Metal Complexation Reactions of Quinolone Antibiotics in a Quadrupole Ion Trap

Abstract

We have undertaken a systematic study of the nature of quinolone metal complexes formed by electrospray ionization and laser desorption/ion−molecule reactions to evaluate the analytical utility of metal complexation as an alternative to conventional ionization via protonation. Metal ionization with laser-desorbed copper and nickel ions results in addition products of the form (L + Cu⁺) and (L + Ni⁺), respectively, where L is the quinolone, whereas addition−elimination products of the form (L + Co⁺ − 28) are observed when cobalt is used. The elimination of CO in order to form this unusual latter product seems to be favored by the formation of a cyclized structure that is stabilized by intramolecular hydrogen bonding. The CAD patterns of the Ni⁺ complexes prove to be the most structurally informative, more so than the fragmentation patterns of the protonated quinolones. Quinolone−metal complexes of the type [M^II(L − H⁺)(dipy)]⁺, where M is either Cu, Co, or Ni and dipy is 2,2‘-dipyridine, are generated by electrospray ionization of a methanolic solution containing a quinolone antibiotic, a transition metal ion salt, and an auxiliary diimine ligand.
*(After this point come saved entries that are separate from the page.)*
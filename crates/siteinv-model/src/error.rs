#![deny(unsafe_code)]

/// Failures reported by tree store operations.
///
/// Every variant means the store was left untouched.
#[derive(Debug, Clone, PartialEq, Eq, thiserror::Error)]
pub enum TreeError {
    #[error("node not found: {id}")]
    NodeNotFound { id: String },

    #[error("cannot add a child under {parent_id}: maximum depth reached")]
    DepthExceeded { parent_id: String },

    #[error("generated id already exists: {id}")]
    DuplicateId { id: String },

    #[error("cannot move {id} into itself or its own subtree")]
    MoveIntoSubtree { id: String },
}

/// Failures reported by equipment store operations.
#[derive(Debug, Clone, PartialEq, Eq, thiserror::Error)]
pub enum EquipmentError {
    #[error("no equipment recorded under node {node_id}")]
    NodeNotFound { node_id: String },

    #[error("equipment {equipment_id} not found under node {node_id}")]
    EquipmentNotFound {
        node_id: String,
        equipment_id: String,
    },

    #[error("generated equipment id already exists: {id}")]
    DuplicateId { id: String },
}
Upon collisional activation, the ESI-generated complexes dissociate predominantly by loss of CO₂, which is also the most common fragmentation pathway for the metal complexes formed through laser desorption/ion−molecule reactions. However, there are fewer structurally diagnostic fragment ions in the CAD spectra of the ESI complexes relative to those of the LD complexes.